Além de representar um
grave problema de saúde pública, o crescimento constante no número de
amputações no Brasil traz impactos negativos aos cofres públicos, consumindo
parte das verbas em saúde destinadas aos estados. Somente em 2021, foram gastos
R$ 62.271.535,96 em procedimentos realizados em todo o país. Entre janeiro de
2012 e março de 2022, considerando a inflação de cada ano, as despesas somaram
R$ 660.021.572,69, com média nacional de R$ 2.685,08 por procedimento.
Recomendações
O cirurgião vascular
titular da SBACV, Eliud Duarte Junior, coordenador nacional da Diretriz do Pé
Diabético da Associação Médica Brasileira (AMB), afirmou que algumas medidas
podem diminuir os riscos de complicações nos pés de pessoas diabéticas.

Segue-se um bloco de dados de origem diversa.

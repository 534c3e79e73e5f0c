//! Telegram Bot API channel.
//!
//! Uses long polling via `getUpdates` and `sendMessage` for responses.
//! Docs: <https://core.telegram.org/bots/api>

pub mod format;
mod polling;
mod send;
pub(crate) mod types;


use buddy_core::config::TelegramConfig;
use std::sync::Arc;
use std::time::Duration;
use tokio::sync::{watch, Mutex};

/// Default timeout for non-polling Bot API calls.
const DEFAULT_REQUEST_TIMEOUT: Duration = Duration::from_secs(30);

/// Default capacity of the update queue handed to the consumer.
const DEFAULT_QUEUE_CAPACITY: usize = 100;

/// Telegram channel using the Bot API with long polling.
pub struct TelegramChannel {
    config: TelegramConfig,
    client: reqwest::Client,
    /// `{api_base}/bot{token}`, prefix for every method call.
    base_url: String,
    /// `{api_base}/file/bot{token}`, prefix for file downloads.
    file_base: String,
    /// Tracks the last update_id to avoid reprocessing.
    last_update_id: Arc<Mutex<Option<i64>>>,
    queue_capacity: usize,
    request_timeout: Duration,
    download_timeout: Duration,
    shutdown: watch::Sender<bool>,
}

impl TelegramChannel {
    /// Create a new Telegram channel from config.
    pub fn new(config: TelegramConfig) -> Self {
        let api_base = config.api_base.trim_end_matches('/');
        let base_url = format!("{api_base}/bot{}", config.bot_token);
        let file_base = format!("{api_base}/file/bot{}", config.bot_token);
        let (shutdown, _) = watch::channel(false);
        Self {
            config,
            client: reqwest::Client::new(),
            base_url,
            file_base,
            last_update_id: Arc::new(Mutex::new(None)),
            queue_capacity: DEFAULT_QUEUE_CAPACITY,
            request_timeout: DEFAULT_REQUEST_TIMEOUT,
            download_timeout: DEFAULT_REQUEST_TIMEOUT,
            shutdown,
        }
    }

    /// Bound the update queue. The poller waits while it is full.
    pub fn with_queue_capacity(mut self, capacity: usize) -> Self {
        self.queue_capacity = capacity.max(1);
        self
    }

    /// Timeout for member lookups, sends and other short calls.
    pub fn with_request_timeout(mut self, timeout: Duration) -> Self {
        self.request_timeout = timeout;
        self
    }

    /// Timeout for each file download.
    pub fn with_download_timeout(mut self, timeout: Duration) -> Self {
        self.download_timeout = timeout;
        self
    }
}
mod gateway;
mod web;

use buddy_channels::telegram::TelegramChannel;
use buddy_core::{
    completion::{ChatMessage, ChatRequest},
    config::{self, BuddyConfig},
    traits::{Channel, Provider},
};
use buddy_media::{FfmpegExtractor, Materializer, MediaLimits};
use buddy_memory::Store;
use buddy_providers::openai::OpenAiProvider;
use anyhow::Context;
use clap::{Parser, Subcommand};
use std::sync::Arc;
use std::time::Duration;
use tracing::info;
use tracing_appender::non_blocking::WorkerGuard;
use tracing_subscriber::{fmt, layer::SubscriberExt, util::SubscriberInitExt, EnvFilter};

#[derive(Parser)]
#[command(
    name = "buddy",
    version,
    about = "Buddy: a Telegram group-chat companion backed by a chat-completion API"
)]
struct Cli {
    #[command(subcommand)]
    command: Commands,

    /// Path to config file.
    #[arg(short, long, default_value = "config.toml")]
    config: String,
}

#[derive(Subcommand)]
enum Commands {
    /// Start the bot.
    Start,
    /// Print the configuration summary and check the completion API.
    Status,
    /// Send a one-shot prompt to the chat model.
    Ask {
        /// The message to send.
        #[arg(trailing_var_arg = true)]
        message: Vec<String>,
    },
}

#[tokio::main]
async fn main() -> anyhow::Result<()> {
    let cli = Cli::parse();
    let cfg = config::load(&cli.config)?;
    let _log_guard = init_logging(&cfg.buddy);

    match cli.command {
        Commands::Start => {
            cfg.validate()?;

            let provider = build_provider(&cfg);
            if !provider.is_available().await {
                anyhow::bail!(
                    "completion API at {} is not reachable with the configured key",
                    cfg.openai.base_url
                );
            }

            let channel = Arc::new(
                TelegramChannel::new(cfg.telegram.clone())
                    .with_queue_capacity(cfg.workers.queue_capacity)
                    .with_request_timeout(Duration::from_secs(cfg.telegram.request_timeout_secs))
                    .with_download_timeout(Duration::from_secs(cfg.media.download_timeout_secs)),
            );
            let bot = channel.me().await?;
            info!("Authorized on account {}", bot.handle());

            let memory = Store::new(&cfg.memory).await?;

            let extractor = Arc::new(FfmpegExtractor::new(
                cfg.media.ffmpeg_path.clone(),
                cfg.media.ffprobe_path.clone(),
                Duration::from_secs(cfg.media.tool_timeout_secs),
            ));
            let materializer =
                Materializer::new(channel.clone(), extractor, MediaLimits::from(&cfg.media));

            if cfg.web.enabled {
                let listener = web::bind(&cfg.web).await.with_context(|| {
                    format!(
                        "prompt editor failed to bind to {}:{}",
                        cfg.web.host, cfg.web.port
                    )
                })?;
                tokio::spawn(web::serve(listener, cfg.web.clone(), memory.clone()));
            }

            println!("Buddy: starting...");
            let gw = Arc::new(gateway::Gateway::new(
                provider,
                channel,
                memory,
                materializer,
                bot,
                &cfg,
            ));
            gw.run().await?;
        }
        Commands::Status => {
            println!("Buddy: status check\n");
            println!("Config: {}", cli.config);
            println!("Chat model: {}", display_or_unset(&cfg.openai.chat_model));
            println!("/gpt model: {}", display_or_unset(cfg.openai.gpt_command_model()));
            println!(
                "Web search model: {}",
                display_or_unset(cfg.openai.web_search_model())
            );
            println!(
                "Routing model: {}",
                cfg.openai.routing_model().unwrap_or("(lexical triggers only)")
            );
            println!("Allowed chat: {}", cfg.telegram.allowed_chat_id);
            println!(
                "Workers: {} (queue {})",
                cfg.workers.count, cfg.workers.queue_capacity
            );
            println!(
                "Prompt editor: {}",
                if cfg.web.enabled {
                    format!("http://{}:{}/", cfg.web.host, cfg.web.port)
                } else {
                    "disabled".to_string()
                }
            );
            println!();

            match cfg.validate() {
                Ok(()) => println!("  config: valid"),
                Err(e) => println!("  config: {e}"),
            }
            println!(
                "  telegram: {}",
                if cfg.telegram.bot_token.is_empty() {
                    "missing bot_token"
                } else {
                    "configured"
                }
            );
            let provider = build_provider(&cfg);
            println!(
                "  {}: {}",
                provider.name(),
                if provider.is_available().await {
                    "available"
                } else {
                    "unreachable"
                }
            );
        }
        Commands::Ask { message } => {
            if message.is_empty() {
                anyhow::bail!("no message provided. Usage: buddy ask <message>");
            }
            if cfg.openai.chat_model.is_empty() {
                anyhow::bail!("openai.chat_model is empty");
            }

            let provider = build_provider(&cfg);
            let request = ChatRequest::new(
                cfg.openai.chat_model.as_str(),
                vec![ChatMessage::user(message.join(" "))],
            );
            let response = provider.complete(&request).await?;
            match response.first_text() {
                Some(text) => println!("{text}"),
                None => anyhow::bail!("no choices in response"),
            }
        }
    }

    Ok(())
}

/// Install the tracing subscriber: stdout, plus a daily-rolling file when
/// `log_dir` is set. `RUST_LOG` overrides the configured level.
///
/// The returned guard must live until exit so buffered lines are flushed.
fn init_logging(cfg: &BuddyConfig) -> Option<WorkerGuard> {
    let filter =
        EnvFilter::try_from_default_env().unwrap_or_else(|_| EnvFilter::new(&cfg.log_level));

    if cfg.log_dir.is_empty() {
        tracing_subscriber::registry()
            .with(filter)
            .with(fmt::layer())
            .init();
        return None;
    }

    let appender = tracing_appender::rolling::daily(config::shellexpand(&cfg.log_dir), "buddy.log");
    let (writer, guard) = tracing_appender::non_blocking(appender);
    tracing_subscriber::registry()
        .with(filter)
        .with(fmt::layer())
        .with(fmt::layer().with_writer(writer).with_ansi(false))
        .init();
    Some(guard)
}

/// Build the completion provider.
fn build_provider(cfg: &config::Config) -> Arc<dyn Provider> {
    Arc::new(OpenAiProvider::from_config(
        cfg.openai.base_url.clone(),
        cfg.openai.api_key.clone(),
        cfg.openai.timeout(),
    ))
}

fn display_or_unset(value: &str) -> &str {
    if value.is_empty() {
        "(unset)"
    } else {
        value
    }
}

Alimentar-se de forma equilibrada, praticar atividade física, manter controle
da glicemia contribuem para a melhora do sistema vascular como um todo. Duarte
Junior recomendou algumas medidas simples que podem ajudar na prevenção do pé
diabético, quando incorporadas à rotina.
Entre as medidas,
estão:
– não fazer compressas
frias, mornas, quentes ou geladas nem escalda pés porque, devido à falta de
sensibilidade acarretada pela neuropatia, a pessoa pode não perceber lesões nos
pés;
– usar meias sem
costuras ou com as costuras para fora, para evitar o atrito da parte áspera do tecido
com a pele;
– não remover
cutículas das unhas dos pés, porque qualquer machucado, por menor que seja,
pode ser uma porta de entrada para infecções;
– não usar sandálias
com tiras entre os dedos;
– cortar as unhas
retas e acertar os cantos com lixa de unha, mas com muito cuidado;
– hidratar os pés,
porque pele ressecada favorece o surgimento de rachaduras e ferimentos;
– nunca andar
descalço, porque pode não sentir que o chão está quente ou que cortou ou feriu
o pé;
– examinar sempre as
plantas dos pés e tratar logo qualquer arranhão, rachadura ou ferimento,
recorrendo, se preciso, à ajuda de um familiar ou amigo;
– não usar sapatos
apertados ou de bico fino; tratar calosidades com profissionais de saúde; olhar
sempre o interior dos calçados antes de usá-los; e enxugar bem entre os dedos
após o banho, piscina ou praia.
Exames
O presidente da
sociedade brasileira sustentou que a ida precoce a um especialista por
pacientes com doenças crônicas evita a mutilação. Afiançou que, para os médicos
e suas equipes, isso é demonstração de insucesso.
“Faça seus exames
regulares com um clínico geral e, ao menor sinal de descompensação com uma
doença crônica como diabetes, hipertensão arterial, procure um angiologista ou
cirurgião vascular, para que ele também possa orientar da melhor forma possível
e evitar um desfecho tão trágico como uma mutilação. Isso não é ruim só para o
paciente. Quando vou fazer uma amputação, eu e minha equipe ficamos mal. É uma
demonstração de insucesso. É muito bom, por outro lado, quando a gente consegue
salvar um membro. A gente odeia fazer uma amputação, mesmo que seja de um dedo.
É muito ruim, e aquele paciente vai carregar aquilo para toda vida.”